TUDCA, a Bile Acid, Attenuates Amyloid Precursor Protein Processing and Amyloid-β Deposition in APP/PS1 Mice

Alzheimer's disease (AD) is a neurodegenerative disorder characterized by accumulation of amyloid-beta (A beta) peptide in the hippocampus and frontal cortex of the brain, leading to progressive cognitive decline. The endogenous bile acid tauroursodeoxycholic acid (TUDCA) is a strong neuroprotective agent in several experimental models of disease, including neuronal exposure to A beta. Nevertheless, the therapeutic role of TUDCA in AD pathology has not yet been ascertained. Here we report that feeding APP/PS1 double-transgenic mice with diet containing 0.4 % TUDCA for 6 months reduced accumulation of A beta deposits in the brain, markedly ameliorating memory deficits. This was accompanied by reduced glial activation and neuronal integrity loss in TUDCA-fed APP/PS1 mice compared to untreated APP/PS1 mice. Furthermore, TUDCA regulated lipid-metabolism mediators involved in A beta production and accumulation in the brains of transgenic mice.
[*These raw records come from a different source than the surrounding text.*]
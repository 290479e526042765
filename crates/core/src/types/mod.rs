//! Core types for the marketplace.
//!
//! This module provides type-safe wrappers for common domain concepts.

pub mod email;
pub mod id;
pub mod kind;
pub mod price;

pub use email::{Email, EmailError};
pub use id::*;
pub use kind::{AccountKind, UnknownVariant, UploadFolder};
pub use price::{Price, PriceError};
//! Outbound email: verification codes and password reset links.
//!
//! Messages are rendered from Askama HTML and plain-text templates and handed
//! to a [`Mailer`]. Production uses SMTP via lettre; without a relay the
//! [`LogMailer`] writes messages to the log instead.

use std::sync::Mutex;

use askama::Template;
use async_trait::async_trait;
use lettre::{
    AsyncSmtpTransport, AsyncTransport, Message, Tokio1Executor,
    message::{MultiPart, SinglePart, header::ContentType},
    transport::smtp::{Error as SmtpError, authentication::Credentials},
};
use secrecy::ExposeSecret;
use thiserror::Error;

use crate::config::EmailConfig;

#[derive(Template)]
#[template(path = "email/verify_email.html")]
struct VerifyEmailHtml<'a> {
    name: &'a str,
    code: &'a str,
    link: &'a str,
}

#[derive(Template)]
#[template(path = "email/verify_email.txt")]
struct VerifyEmailText<'a> {
    name: &'a str,
    code: &'a str,
    link: &'a str,
}

#[derive(Template)]
#[template(path = "email/reset_password.html")]
struct ResetPasswordHtml<'a> {
    name: &'a str,
    code: &'a str,
    link: &'a str,
    ttl_minutes: i64,
}

#[derive(Template)]
#[template(path = "email/reset_password.txt")]
struct ResetPasswordText<'a> {
    name: &'a str,
    code: &'a str,
    link: &'a str,
    ttl_minutes: i64,
}

/// Errors that can occur when sending email.
#[derive(Debug, Error)]
pub enum EmailError {
    /// SMTP transport error.
    #[error("SMTP error: {0}")]
    Smtp(#[from] SmtpError),

    /// Failed to build email message.
    #[error("Failed to build message: {0}")]
    MessageBuild(#[from] lettre::error::Error),

    /// Invalid email address.
    #[error("Invalid email address: {0}")]
    InvalidAddress(String),

    /// Template rendering error.
    #[error("Template error: {0}")]
    Template(#[from] askama::Error),
}

/// A rendered message ready for delivery.
#[derive(Debug, Clone, PartialEq, Eq)]
pub struct OutboundEmail {
    pub to: String,
    pub subject: String,
    pub text_body: String,
    pub html_body: String,
}

impl OutboundEmail {
    /// Email verification message with a code and a one-click link.
    ///
    /// # Errors
    ///
    /// Returns `EmailError::Template` if rendering fails.
    pub fn verification(to: &str, name: &str, code: &str, link: &str) -> Result<Self, EmailError> {
        Ok(Self {
            to: to.to_string(),
            subject: "Verify your email address".to_string(),
            text_body: VerifyEmailText { name, code, link }.render()?,
            html_body: VerifyEmailHtml { name, code, link }.render()?,
        })
    }

    /// Password reset message.
    ///
    /// # Errors
    ///
    /// Returns `EmailError::Template` if rendering fails.
    pub fn password_reset(
        to: &str,
        name: &str,
        code: &str,
        link: &str,
        ttl_minutes: i64,
    ) -> Result<Self, EmailError> {
        Ok(Self {
            to: to.to_string(),
            subject: "Reset your password".to_string(),
            text_body: ResetPasswordText {
                name,
                code,
                link,
                ttl_minutes,
            }
            .render()?,
            html_body: ResetPasswordHtml {
                name,
                code,
                link,
                ttl_minutes,
            }
            .render()?,
        })
    }
}

/// Delivers rendered messages.
#[async_trait]
pub trait Mailer: Send + Sync {
    /// Deliver one message.
    ///
    /// # Errors
    ///
    /// Returns `EmailError` if the message cannot be delivered.
    async fn send(&self, email: OutboundEmail) -> Result<(), EmailError>;
}

/// SMTP delivery through a STARTTLS relay.
#[derive(Clone)]
pub struct SmtpMailer {
    transport: AsyncSmtpTransport<Tokio1Executor>,
    from_address: String,
}

impl SmtpMailer {
    /// Create a new SMTP mailer from configuration.
    ///
    /// # Errors
    ///
    /// Returns error if the relay host is invalid.
    pub fn new(config: &EmailConfig, from_address: &str) -> Result<Self, SmtpError> {
        let credentials = Credentials::new(
            config.smtp_username.clone(),
            config.smtp_password.expose_secret().to_string(),
        );

        let transport = AsyncSmtpTransport::<Tokio1Executor>::starttls_relay(&config.smtp_host)?
            .port(config.smtp_port)
            .credentials(credentials)
            .build();

        Ok(Self {
            transport,
            from_address: from_address.to_string(),
        })
    }
}

#[async_trait]
impl Mailer for SmtpMailer {
    async fn send(&self, email: OutboundEmail) -> Result<(), EmailError> {
        let message = Message::builder()
            .from(
                self.from_address
                    .parse()
                    .map_err(|_| EmailError::InvalidAddress(self.from_address.clone()))?,
            )
            .to(email
                .to
                .parse()
                .map_err(|_| EmailError::InvalidAddress(email.to.clone()))?)
            .subject(&email.subject)
            .multipart(
                MultiPart::alternative()
                    .singlepart(
                        SinglePart::builder()
                            .header(ContentType::TEXT_PLAIN)
                            .body(email.text_body),
                    )
                    .singlepart(
                        SinglePart::builder()
                            .header(ContentType::TEXT_HTML)
                            .body(email.html_body),
                    ),
            )?;

        self.transport.send(message).await?;

        tracing::info!(to = %email.to, subject = %email.subject, "Email sent successfully");
        Ok(())
    }
}

/// Writes messages to the log instead of sending them.
#[derive(Debug, Clone, Copy, Default)]
pub struct LogMailer;

#[async_trait]
impl Mailer for LogMailer {
    async fn send(&self, email: OutboundEmail) -> Result<(), EmailError> {
        tracing::info!(
            to = %email.to,
            subject = %email.subject,
            body = %email.text_body,
            "SMTP not configured, email not sent"
        );
        Ok(())
    }
}

/// Keeps every message in memory. Used by tests to read codes back.
#[derive(Debug, Default)]
pub struct MemoryMailer {
    outbox: Mutex<Vec<OutboundEmail>>,
}

impl MemoryMailer {
    #[must_use]
    pub fn new() -> Self {
        Self::default()
    }

    /// Messages sent so far, oldest first.
    #[must_use]
    pub fn outbox(&self) -> Vec<OutboundEmail> {
        self.outbox
            .lock()
            .map(|outbox| outbox.clone())
            .unwrap_or_default()
    }

    /// The most recent message sent to `to`.
    #[must_use]
    pub fn last_to(&self, to: &str) -> Option<OutboundEmail> {
        self.outbox().into_iter().rev().find(|email| email.to == to)
    }
}

#[async_trait]
impl Mailer for MemoryMailer {
    async fn send(&self, email: OutboundEmail) -> Result<(), EmailError> {
        if let Ok(mut outbox) = self.outbox.lock() {
            outbox.push(email);
        }
        Ok(())
    }
}

/// Generate a 6-digit verification code.
#[must_use]
pub fn generate_verification_code() -> String {
    use rand::Rng;
    let code: u32 = rand::rng().random_range(100_000..1_000_000);
    code.to_string()
}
Overall amyloidogenic APP processing was reduced with TUDCA treatment, in association with, but not limited to, modulation of gamma-secretase activity. Consequently, a significant decrease in A beta(1-40) and A beta(1-42) levels was observed in both hippocampus and frontal cortex of TUDCA-treated APP/PS1 mice, suggesting that chronic feeding of TUDCA interferes with A beta production, possibly through the regulation of lipid-metabolism mediators associated with APP processing. These results highlight TUDCA as a potential therapeutic strategy for the prevention and treatment of AD.